— DIRECTIONS —
In the entries below, find the line with "current_pool_nbits += 64;" and the line with "pub fn sample_vec_normal<R: RngCore". Reproduce those two lines and every line between them exactly, and nothing more.

[Start of Attachment]

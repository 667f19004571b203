#![crate_name = "mpbfv_traits"]
#![crate_type = "lib"]
#![warn(missing_docs, unused_imports)]

//! Traits shared by the crates of the mpbfv workspace.

use rand::{CryptoRng, RngCore};
use std::sync::Arc;

/// The parameters of an FHE scheme.
pub trait FheParameters {}

/// Indicates that an object is parametrized.
pub trait FheParametrized {
    /// The type of the FHE parameters.
    type Parameters: FheParameters;
}

/// Indicates that an object is an encoding of a plaintext.
pub trait FhePlaintextEncoding {}

/// A plaintext which will encode one (or more) value(s).
pub trait FhePlaintext
where
    Self: Sized + FheParametrized,
{
    /// The type of the encoding.
    type Encoding: FhePlaintextEncoding;
}

/// Encode a value using a specified encoding.
pub trait FheEncoder<V>
where
    Self: FhePlaintext,
{
    /// The type of error returned.
    type Error;

    /// Attempt to encode a value using a specified encoding.
    fn try_encode(
        value: V,
        encoding: Self::Encoding,
        par: &Arc<Self::Parameters>,
    ) -> Result<Self, Self::Error>;
}

/// Decode the value in the plaintext with the specified (optional) encoding.
pub trait FheDecoder<P: FhePlaintext>
where
    Self: Sized,
{
    /// The type of error returned.
    type Error;

    /// Attempt to decode a plaintext using a specified encoding.
    ///
    /// When the encoding is `None`, the plaintext must carry its own encoding.
    fn try_decode<O>(pt: &P, encoding: O) -> Result<Self, Self::Error>
    where
        O: Into<Option<P::Encoding>>;
}

/// A ciphertext which encrypts a plaintext.
pub trait FheCiphertext
where
    Self: Sized + Serialize + FheParametrized + DeserializeParametrized,
{
}

/// Encrypt a plaintext into a ciphertext.
pub trait FheEncrypter<
    P: FhePlaintext<Parameters = Self::Parameters>,
    C: FheCiphertext<Parameters = Self::Parameters>,
>: FheParametrized
{
    /// The type of error returned.
    type Error;

    /// Try to encrypt an [`FhePlaintext`] into an [`FheCiphertext`].
    fn try_encrypt<R: RngCore + CryptoRng>(&self, pt: &P, rng: &mut R) -> Result<C, Self::Error>;
}

/// Decrypt a ciphertext into a plaintext
pub trait FheDecrypter<
    P: FhePlaintext<Parameters = Self::Parameters>,
    C: FheCiphertext<Parameters = Self::Parameters>,
>: FheParametrized
{
    /// The type of error returned.
    type Error;

    /// Try to decrypt an [`FheCiphertext`] into an [`FhePlaintext`].
    fn try_decrypt(&self, ct: &C) -> Result<P, Self::Error>;
}

/// Serialization.
pub trait Serialize {
    /// Serialize `Self` into a vector of bytes.
    fn to_bytes(&self) -> Vec<u8>;
}

/// Deserialization without context.
pub trait Deserialize
where
    Self: Sized,
{
    /// The type of error returned.
    type Error;

    /// Attempt to deserialize from a vector of bytes
    fn try_deserialize(bytes: &[u8]) -> Result<Self, Self::Error>;
}

/// Deserialization of a parametrized value.
pub trait DeserializeParametrized
where
    Self: Sized,
    Self: FheParametrized,
{
    /// The type of error returned.
    type Error;

    /// Attempt to deserialize from a vector of bytes
    fn from_bytes(bytes: &[u8], par: &Arc<Self::Parameters>) -> Result<Self, Self::Error>;
}

/// Deserialization setting an explicit context.
pub trait DeserializeWithContext
where
    Self: Sized,
{
    /// The type of error returned.
    type Error;

    /// The type of context.
    type Context;

    /// Attempt to deserialize from a vector of bytes
    fn from_bytes(bytes: &[u8], ctx: &Arc<Self::Context>) -> Result<Self, Self::Error>;
}
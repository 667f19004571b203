//! Public keys for the BFV encryption scheme

use crate::bfv::traits::TryConvertFrom;
use crate::bfv::{BfvParameters, Ciphertext, Encoding, Plaintext};
use crate::proto::bfv::{Ciphertext as CiphertextProto, PublicKey as PublicKeyProto};
use crate::{Error, Result};
use mpbfv_math::rq::{Poly, Representation};
use mpbfv_traits::{DeserializeParametrized, FheEncrypter, FheParametrized, Serialize};
use prost::Message;
use rand::{CryptoRng, RngCore};
use std::sync::Arc;
use zeroize::Zeroizing;

use super::SecretKey;

/// Public key for the BFV encryption scheme.
#[derive(Debug, PartialEq, Eq, Clone)]
pub struct PublicKey {
    /// The BFV parameters
    pub(crate) par: Arc<BfvParameters>,
    /// The public key ciphertext, an encryption of zero
    pub(crate) c: Ciphertext,
}

impl PublicKey {
    /// Generate a new [`PublicKey`] from a [`SecretKey`].
    pub fn new<R: RngCore + CryptoRng>(sk: &SecretKey, rng: &mut R) -> Result<Self> {
        let zero = Plaintext::zero(Encoding::poly(), &sk.par)?;
        let c: Ciphertext = sk.try_encrypt(&zero, rng)?;
        Ok(Self {
            par: sk.par.clone(),
            c,
        })
    }

    /// Create a public key from its two polynomials (p0, p1), both in Ntt
    /// representation.
    pub(crate) fn from_polys(p0: Poly, p1: Poly, par: &Arc<BfvParameters>) -> Result<Self> {
        Ok(Self {
            par: par.clone(),
            c: Ciphertext::new(vec![p0, p1], par)?,
        })
    }
}

impl FheParametrized for PublicKey {
    type Parameters = BfvParameters;
}

impl FheEncrypter<Plaintext, Ciphertext> for PublicKey {
    type Error = Error;

    fn try_encrypt<R: RngCore + CryptoRng>(
        &self,
        pt: &Plaintext,
        rng: &mut R,
    ) -> Result<Ciphertext> {
        if self.par != pt.par {
            return Err(Error::DefaultError(
                "Incompatible BFV parameters".to_string(),
            ));
        }

        let ctx = &self.par.ctx;
        let u = Zeroizing::new(Poly::small(
            ctx,
            Representation::Ntt,
            self.par.variance,
            rng,
        )?);
        let e1 = Zeroizing::new(Poly::small(
            ctx,
            Representation::Ntt,
            self.par.variance,
            rng,
        )?);
        let e2 = Zeroizing::new(Poly::small(
            ctx,
            Representation::Ntt,
            self.par.variance,
            rng,
        )?);

        let m = Zeroizing::new(pt.to_poly()?);
        let mut c0 = &*u * &self.c.c[0];
        c0 += &*e1;
        c0 += &*m;
        let mut c1 = &*u * &self.c.c[1];
        c1 += &*e2;

        Ciphertext::new(vec![c0, c1], &self.par)
    }
}

impl From<&PublicKey> for PublicKeyProto {
    fn from(pk: &PublicKey) -> Self {
        PublicKeyProto {
            c: Some(CiphertextProto::from(&pk.c)),
        }
    }
}

impl Serialize for PublicKey {
    fn to_bytes(&self) -> Vec<u8> {
        PublicKeyProto::from(self).encode_to_vec()
    }
}

impl DeserializeParametrized for PublicKey {
    type Error = Error;

    fn from_bytes(bytes: &[u8], par: &Arc<Self::Parameters>) -> Result<Self> {
        let proto: PublicKeyProto =
            Message::decode(bytes).map_err(|_| Error::SerializationError)?;
        let c = proto.c.as_ref().ok_or(Error::SerializationError)?;
        let c = Ciphertext::try_convert_from(c, par)?;
        if c.c.len() != 2 {
            return Err(Error::SerializationError);
        }
        Ok(Self {
            par: par.clone(),
            c,
        })
    }
}
#![crate_name = "mpbfv_util"]
#![crate_type = "lib"]
#![warn(missing_docs, unused_imports)]

//! Utilities for the mpbfv library: primality and noise sampling.

use num_bigint_dig::{prime::probably_prime, BigUint};
use num_traits::PrimInt;
use rand::{CryptoRng, RngCore};
use rand_distr::{Distribution, Normal};

/// Returns whether the modulus p is prime; this function is 100% accurate.
pub fn is_prime(p: u64) -> bool {
    probably_prime(&BigUint::from(p), 0)
}

/// Sample a vector of independent centered binomial distributions of a given
/// variance. Returns an error if the variance is strictly larger than 16.
pub fn sample_vec_cbd<R: RngCore + CryptoRng>(
    vector_size: usize,
    variance: usize,
    rng: &mut R,
) -> Result<Vec<i64>, &'static str> {
    if !(1..=16).contains(&variance) {
        return Err("The variance should be between 1 and 16");
    }
    sample_cbd(vector_size, 2 * variance, rng)
}

/// Sample a vector of centered binomial distributions with a fractional
/// variance, rounded to the nearest multiple of 1/2.
///
/// A variance of 0.5 samples ternary values with probabilities (1/4, 1/2, 1/4).
pub fn sample_vec_cbd_f32<R: RngCore + CryptoRng>(
    vector_size: usize,
    variance: f32,
    rng: &mut R,
) -> Result<Vec<i64>, &'static str> {
    let pairs = (2.0 * variance).round();
    if !(1.0..=32.0).contains(&pairs) {
        return Err("The variance should be between 0.5 and 16");
    }
    sample_cbd(vector_size, pairs as usize, rng)
}

/// Each sample is the difference of the popcounts of two `half_bits`-bit
/// uniform words, so its variance is `half_bits / 2`.
fn sample_cbd<R: RngCore + CryptoRng>(
    vector_size: usize,
    half_bits: usize,
    rng: &mut R,
) -> Result<Vec<i64>, &'static str> {
    debug_assert!((1..=32).contains(&half_bits));

    let number_bits = 2 * half_bits;
    let mask_add = (1u128 << half_bits) - 1;
    let mask_sub = mask_add << half_bits;

    let mut out = Vec::with_capacity(vector_size);
    let mut current_pool = 0u128;
    let mut current_pool_nbits = 0;
    for _ in 0..vector_size {
        if current_pool_nbits < number_bits {
            current_pool |= (rng.next_u64() as u128) << current_pool_nbits;
            current_pool_nbits += 64;
        }
        out.push(
            ((current_pool & mask_add).count_ones() as i64)
                - ((current_pool & mask_sub).count_ones() as i64),
        );
        current_pool >>= number_bits;
        current_pool_nbits -= number_bits;
    }
    Ok(out)
}

/// Sample a vector of rounded Gaussians of a given variance.
///
/// Used for smudging noise, whose variance may exceed what the centered
/// binomial sampler supports.
pub fn sample_vec_normal<R: RngCore + CryptoRng>(
    vector_size: usize,
    variance: f64,
    rng: &mut R,
) -> Result<Vec<i64>, &'static str> {
    if !variance.is_finite() || variance <= 0.0 || variance >= 2f64.powi(100) {
        return Err("The variance should be positive and smaller than 2^100");
    }
    let normal = Normal::new(0.0, variance.sqrt()).map_err(|_| "Invalid normal distribution")?;
    Ok((0..vector_size)
        .map(|_| normal.sample(rng).round() as i64)
        .collect())
}

/// Compute the sample variance of a list of values.
///
/// Panics if the length of value is < 2.
pub fn variance<T: PrimInt>(values: &[T]) -> f64 {
    assert!(values.len() > 1);
    let values = values
        .iter()
        .map(|v| v.to_f64().unwrap_or_default())
        .collect::<Vec<_>>();
    let mean = values.iter().sum::<f64>() / values.len() as f64;
    values.iter().map(|v| (v - mean) * (v - mean)).sum::<f64>() / (values.len() as f64 - 1.0)
}
//! Utility functions for the examples

#![allow(dead_code, unused_imports, unused_macros)]

/// Macros to time code and display a human-readable duration.
pub mod timeit {
    /// Time the evaluation of an expression and print the duration.
    macro_rules! timeit {
        ($name:expr, $code:expr) => {{
            use crate::util::DisplayDuration;
            let start = std::time::Instant::now();
            let r = $code;
            println!(
                "⏱  {}: {}",
                $name,
                DisplayDuration(start.elapsed())
            );
            r
        }};
    }

    /// Time the evaluation of an expression repeated `$loops` times and print
    /// the average duration.
    macro_rules! timeit_n {
        ($name:expr, $loops:expr, $code:expr) => {{
            use crate::util::DisplayDuration;
            let start = std::time::Instant::now();
            let r = $code;
            for _ in 1..$loops {
                let _ = $code;
            }
            println!(
                "⏱  {}: {}",
                $name,
                DisplayDuration(start.elapsed() / $loops)
            );
            r
        }};
    }

    pub(crate) use timeit;
    pub(crate) use timeit_n;
}

/// Wrapper around [`Duration`](std::time::Duration) that displays it in the
/// most natural unit.
pub struct DisplayDuration(pub std::time::Duration);

impl std::fmt::Display for DisplayDuration {
    fn fmt(&self, f: &mut std::fmt::Formatter<'_>) -> std::fmt::Result {
        let duration_ns = self.0.as_nanos();
        if duration_ns < 1_000_u128 {
            write!(f, "{duration_ns} ns")
        } else if duration_ns < 1_000_000_u128 {
            write!(f, "{} μs", (duration_ns + 500) / 1_000)
        } else {
            let duration_ms_times_10 = (duration_ns + 50_000) / (100_000);
            write!(f, "{} ms", (duration_ms_times_10 as f64) / 10.0)
        }
    }
}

[End of Attachment]

— YOUR RESPONSE —
            current_pool_nbits += 64;
        }
        out.push(
            ((current_pool & mask_add).count_ones() as i64)
                - ((current_pool & mask_sub).count_ones() as i64),
        );
        current_pool >>= number_bits;
        current_pool_nbits -= number_bits;
    }
    Ok(out)
}

/// Sample a vector of rounded Gaussians of a given variance.
///
/// Used for smudging noise, whose variance may exceed what the centered
/// binomial sampler supports.
pub fn sample_vec_normal<R: RngCore + CryptoRng>(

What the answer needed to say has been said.